Gwanda geared up for opening of university

During the event Vice-President John Nkomo donated a two tonne tipper truck and 20 tonnes of seed to the new university. “Gwanda State University will be opening its doors in January. That is not a joke and there is no reverse to that project,” said Governor Masuku, who is also patron of the institution.
“VP Nkomo has opened the door for the university by giving us this donation and no one should shut this door. By August next year we will start enrolling the students.”

In an interview on the sidelines of the event the chairman of the five-member taskforce in charge of the establishment of GSU, Professor Callistus Ndlovu, said his team was awaiting the approval of the university bill by Parliament before they start recruiting the core staff.
“The bill was submitted to Parliament through the Ministry of Higher and Tertiary Education. We hope it will be processed soon, so that by January we start operating.

“Once the Government approves the bill we will be able to recruit the core staff, such as the registrar, the librarian and of course the vice chancellor. This will be done immediately,” said Prof Ndlovu.
He said the university will start with two faculties, the Faulty of Mining Engineering and the Faculty of Agriculture and then later on add the Faculty of Industrial Management.
Prof Ndlovu said the donation by VP Nkomo will go a long way towards boosting efforts to establish the university.

He said the institution was given 2,5 hectares of land in Filabusi by Government for its farming projects.
Prof Ndlovu said the project has received resounding support from local businesspeople and general members of the community who made pledges in the form of cattle.
He said the taskforce team would soon be conducting fundraising  activities in Bulawayo as part of efforts to get more resources to build the university
Matabeleland South, Manicaland and Mashonaland East are the only provinces in the country that do not have state universities.

The only university in Matabeleland South is the Seventh-Day Adventist Church-run Solusi University.
The proposed university is expected to temporarily operate from the Joshua Mqabuko Nkomo Polytechnic College while construction of the university campus is underway at the place adjacent to the college.

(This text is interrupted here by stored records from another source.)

//! Logging setup shared by the Cadence binaries
//!
//! All output goes to stderr so that command output on stdout stays
//! pipeable. The level comes from `RUST_LOG` when set, otherwise from the
//! configured level (or `debug` in verbose mode).
//!
//! # Examples
//!
//! ```no_run
//! use libcadence::logging::{LogFormat, LoggingConfig};
//!
//! LoggingConfig::new(LogFormat::Json, "info", false).init();
//! ```

use std::str::FromStr;

use tracing_subscriber::EnvFilter;

#[derive(Debug, Clone, Copy, PartialEq, Eq, Default)]
pub enum LogFormat {
    /// Plain text without targets
    #[default]
    Text,
    /// One JSON object per line, for log shippers
    Json,
    /// Multi-line colored output for development
    Pretty,
}

impl FromStr for LogFormat {
    type Err = String;

    fn from_str(s: &str) -> Result<Self, Self::Err> {
        match s.to_lowercase().as_str() {
            "text" => Ok(LogFormat::Text),
            "json" => Ok(LogFormat::Json),
            "pretty" => Ok(LogFormat::Pretty),
            _ => Err(format!(
                "Invalid log format: '{}'. Valid options: text, json, pretty",
                s
            )),
        }
    }
}

impl std::fmt::Display for LogFormat {
    fn fmt(&self, f: &mut std::fmt::Formatter<'_>) -> std::fmt::Result {
        match self {
            LogFormat::Text => write!(f, "text"),
            LogFormat::Json => write!(f, "json"),
            LogFormat::Pretty => write!(f, "pretty"),
        }
    }
}

#[derive(Debug, Clone)]
pub struct LoggingConfig {
    pub format: LogFormat,
    pub level: String,
    pub verbose: bool,
}

impl LoggingConfig {
    pub fn new(format: LogFormat, level: impl Into<String>, verbose: bool) -> Self {
        Self {
            format,
            level: level.into(),
            verbose,
        }
    }

    /// Read `CADENCE_LOG_FORMAT` and `CADENCE_LOG_LEVEL`, defaulting to text/info
    pub fn from_env(verbose: bool) -> Self {
        let format = std::env::var("CADENCE_LOG_FORMAT")
            .ok()
            .and_then(|s| s.parse().ok())
            .unwrap_or_default();
        let level = std::env::var("CADENCE_LOG_LEVEL").unwrap_or_else(|_| "info".to_string());
        Self::new(format, level, verbose)
    }

    fn filter(&self) -> EnvFilter {
        let fallback = if self.verbose { "debug" } else { self.level.as_str() };
        EnvFilter::try_from_default_env().unwrap_or_else(|_| EnvFilter::new(fallback))
    }

    /// Install the global subscriber.
    ///
    /// Returns an error message if a subscriber is already installed.
    pub fn try_init(&self) -> Result<(), String> {
        let filter = self.filter();
        let installed = match self.format {
            LogFormat::Json => tracing_subscriber::fmt()
                .json()
                .with_env_filter(filter)
                .with_writer(std::io::stderr)
                .with_current_span(true)
                .flatten_event(true)
                .with_target(true)
                .try_init(),
            LogFormat::Pretty => tracing_subscriber::fmt()
                .pretty()
                .with_env_filter(filter)
                .with_writer(std::io::stderr)
                .with_line_number(true)
                .try_init(),
            LogFormat::Text => tracing_subscriber::fmt()
                .with_env_filter(filter)
                .with_writer(std::io::stderr)
                .with_target(false)
                .try_init(),
        };
        installed.map_err(|e| format!("Failed to initialise logging: {}", e))
    }

    /// Install the global subscriber, ignoring a second initialisation
    pub fn init(&self) {
        if let Err(e) = self.try_init() {
            eprintln!("{}", e);
        }
    }
}
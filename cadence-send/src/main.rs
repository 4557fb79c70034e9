//! cadence-send - Background daemon for scheduled publishing
//!
//! Runs the publish pass at a fixed interval and expands weekly and
//! monthly schedules once a day.

use std::path::PathBuf;

use anyhow::Context;
use chrono::Utc;
use clap::Parser;
use libcadence::logging::{LogFormat, LoggingConfig};
use libcadence::{CadenceError, CadenceService, Config};
use tracing::{error, info};

#[derive(Parser, Debug)]
#[command(name = "cadence-send")]
#[command(version)]
#[command(about = "Background daemon for scheduled publishing")]
#[command(long_about = "\
cadence-send - Background daemon for scheduled publishing

DESCRIPTION:
    cadence-send is a long-running daemon that publishes scheduled posts
    when they fall due and turns weekly and monthly schedules into posts
    once a day.

    Every poll it selects the posts that are scheduled, due and approved
    (when approval is required), publishes each one to all of its
    platforms, and records the per-platform results. A post that fails on
    every platform is retried after `retry_delay` seconds until its retry
    budget is spent.

USAGE:
    # Run in foreground (logs to stderr)
    cadence-send

    # Run with custom poll interval
    cadence-send --poll-interval 30

    # Publish due posts once and exit
    cadence-send --once

SIGNALS:
    SIGTERM, SIGINT - Graceful shutdown (finishes the current pass)

CONFIGURATION:
    Configuration file: ~/.config/cadence/config.toml
    Database location: ~/.local/share/cadence/cadence.db

    [scheduling]
    poll_interval = 60   # seconds between publish passes
    retry_delay = 300    # seconds before a failed post is retried
    max_retries = 3      # retry budget of new posts
    daily_run_hour = 0   # UTC hour of weekly/monthly expansion

EXIT CODES:
    0 - Clean shutdown
    1 - Runtime error
    2 - Configuration error
")]
struct Cli {
    /// Poll interval in seconds (overrides config)
    #[arg(long, value_name = "SECONDS")]
    #[arg(help = "How often to check for due posts (default: 60)")]
    poll_interval: Option<u64>,

    /// Enable verbose logging to stderr
    #[arg(short, long)]
    verbose: bool,

    /// Log output format: text, json or pretty
    #[arg(long, value_name = "FORMAT", env = "CADENCE_LOG_FORMAT")]
    log_format: Option<LogFormat>,

    /// Path to the configuration file
    #[arg(long, value_name = "PATH")]
    config: Option<PathBuf>,

    /// Run a single publish pass and exit
    #[arg(long)]
    once: bool,

    /// With --once, expand weekly and monthly schedules before publishing
    #[arg(long, requires = "once")]
    expand: bool,
}

#[tokio::main]
async fn main() {
    let cli = Cli::parse();

    let mut logging = LoggingConfig::from_env(cli.verbose);
    if let Some(format) = cli.log_format {
        logging.format = format;
    }
    logging.init();

    if let Err(e) = run(cli).await {
        error!("{:#}", e);
        eprintln!("Error: {:#}", e);
        std::process::exit(exit_code(&e));
    }
}

fn exit_code(e: &anyhow::Error) -> i32 {
    e.downcast_ref::<CadenceError>()
        .map(CadenceError::exit_code)
        .unwrap_or(1)
}

async fn run(cli: Cli) -> anyhow::Result<()> {
    let mut config = match &cli.config {
        Some(path) => Config::load_from_path(path)?,
        None => Config::load()?,
    };
    if let Some(seconds) = cli.poll_interval {
        if seconds == 0 {
            return Err(CadenceError::Validation(
                "Poll interval must be at least 1 second".to_string(),
            )
            .into());
        }
        config.scheduling.poll_interval = seconds;
    }

    info!("cadence-send daemon starting");
    info!("Poll interval: {}s", config.scheduling.poll_interval);

    let service = CadenceService::from_config(config).await?;

    if cli.once {
        run_once(&service, cli.expand).await?;
        info!("cadence-send: processed due posts once, exiting");
        return Ok(());
    }

    let mut scheduler = service.scheduler();
    scheduler.start();
    wait_for_shutdown().await?;

    info!("Received shutdown signal, stopping gracefully...");
    scheduler.stop().await;
    info!("cadence-send daemon stopped");
    Ok(())
}

async fn run_once(service: &CadenceService, expand: bool) -> anyhow::Result<()> {
    let ctx = service.scheduler_context();

    if expand {
        let now = Utc::now();
        let weekly = ctx.run_weekly_expansion(now).await?;
        let monthly = ctx.run_monthly_expansion(now).await?;
        info!(
            "Expansion created {} weekly and {} monthly post(s)",
            weekly.created, monthly.created
        );
    }

    let report = ctx.run_publish_pass(Utc::now()).await?;
    if report.errors > 0 {
        tracing::warn!("{} post(s) could not be processed", report.errors);
    }
    Ok(())
}

#[cfg(unix)]
async fn wait_for_shutdown() -> anyhow::Result<()> {
    use futures::StreamExt;
    use signal_hook::consts::{SIGINT, SIGTERM};
    use signal_hook_tokio::Signals;

    let mut signals = Signals::new([SIGINT, SIGTERM]).context("Signal setup failed")?;
    let handle = signals.handle();
    signals.next().await;
    handle.close();
    Ok(())
}

#[cfg(not(unix))]
async fn wait_for_shutdown() -> anyhow::Result<()> {
    tokio::signal::ctrl_c()
        .await
        .context("Signal setup failed")
}
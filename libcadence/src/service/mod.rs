//! Service layer for Cadence
//!
//! A single facade, [`CadenceService`], wires the store, the platform
//! table, the generators and the scheduler together and exposes the manual
//! operations through two sub-services:
//!
//! - [`PostService`]: approve, publish-now, lookup and listing of Posts
//! - [`ScheduleService`]: today/weekly/monthly creation and toggling of Schedules
//!
//! Both binaries build on it: `cadence-queue` for the manual operations,
//! `cadence-send` for the scheduler.
//!
//! # Example
//!
//! ```no_run
//! use libcadence::service::CadenceService;
//!
//! # async fn example() -> libcadence::Result<()> {
//! let service = CadenceService::new().await?;
//!
//! let posted = service.posts().publish_now("alice", "post-id").await?;
//! println!("{:?}", posted.outcome);
//! # Ok(())
//! # }
//! ```

pub mod posts;
pub mod schedules;

pub use posts::{PostService, PublishResponse};
pub use schedules::{MonthlyRequest, ScheduleService, TodayRequest, TodayResponse};

use std::sync::Arc;

use crate::expander::RecurrenceExpander;
use crate::generator::Generators;
use crate::platforms::PlatformTable;
use crate::publisher::{Publisher, RetryPolicy};
use crate::scheduler::{Scheduler, SchedulerContext, SchedulerSettings};
use crate::{CadenceError, Config, Database, Result};

pub struct CadenceService {
    db: Database,
    config: Arc<Config>,
    posts: PostService,
    schedules: ScheduleService,
    scheduler: SchedulerContext,
}

impl CadenceService {
    /// Create a service from the configuration at the default location
    pub async fn new() -> Result<Self> {
        let config = Config::load()?;
        Self::from_config(config).await
    }

    /// Open the database and build platform clients and generators from `config`.
    ///
    /// # Errors
    ///
    /// Returns an error if:
    /// - the database cannot be opened or migrated
    /// - a configured platform client or generator cannot be built
    pub async fn from_config(config: Config) -> Result<Self> {
        let db_path = config.database_path();
        let db_path = db_path.to_str().ok_or_else(|| {
            CadenceError::Config(crate::error::ConfigError::MissingField(
                "Invalid database path".to_string(),
            ))
        })?;
        let db = Database::new(db_path).await?;

        let platforms = PlatformTable::from_config(&config.platforms)?;
        let generators = Generators::from_config(config.generator.as_ref())?;
        Ok(Self::from_parts(db, platforms, generators, config))
    }

    /// Assemble a service from already built parts
    pub fn from_parts(
        db: Database,
        platforms: PlatformTable,
        generators: Generators,
        config: Config,
    ) -> Self {
        let config = Arc::new(config);
        let max_retries = config.scheduling.max_retries;
        let settings = SchedulerSettings::from(&config.scheduling);

        let publisher = Arc::new(Publisher::new(
            platforms,
            RetryPolicy::from_config(&config.publisher),
        ));
        let expander = Arc::new(RecurrenceExpander::new(
            db.clone(),
            Arc::clone(&generators.content),
            max_retries,
        ));

        let posts = PostService::new(db.clone(), Arc::clone(&publisher), settings.publish_lease);
        let schedules = ScheduleService::new(db.clone(), generators, max_retries);
        let scheduler = SchedulerContext::new(db.clone(), publisher, expander, settings);

        Self {
            db,
            config,
            posts,
            schedules,
            scheduler,
        }
    }

    pub fn database(&self) -> &Database {
        &self.db
    }

    pub fn config(&self) -> &Config {
        &self.config
    }

    pub fn posts(&self) -> &PostService {
        &self.posts
    }

    pub fn schedules(&self) -> &ScheduleService {
        &self.schedules
    }

    /// Context for running single passes without starting the background jobs
    pub fn scheduler_context(&self) -> &SchedulerContext {
        &self.scheduler
    }

    /// A stopped scheduler sharing this service's store and clients
    pub fn scheduler(&self) -> Scheduler {
        Scheduler::new(self.scheduler.clone())
    }
}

Gwanda Town Council has already donated 87 hectares of land towards the building of the university on the eastern side of the JM Nkomo Polytechnic.
The Ministry of Higher and Tertiary Education appointed Prof Ndlovu the chairman of the taskforce on the establishment of the university.
Among the committee members is Bulawayo-based businessperson Mr Obert Sibanda, Labour Court president Justice Selo Nare and two other members and officials from the Zimbabwe Council for Higher Education.

The idea to establish Gwanda State University was mooted sometime in 2004 and since then consultations were being made with suggestions that the JM Nkomo Polytechnic be turned into a university.
Prof Ndlovu has an illustrious academic profile. He worked as a lecturer at the Hofspra University in the United States for 13 years where he was the director of African Studies.
At the moment he is the director general of the Zimbabwe Institute of Public Administration and management, which trains senior civil servants.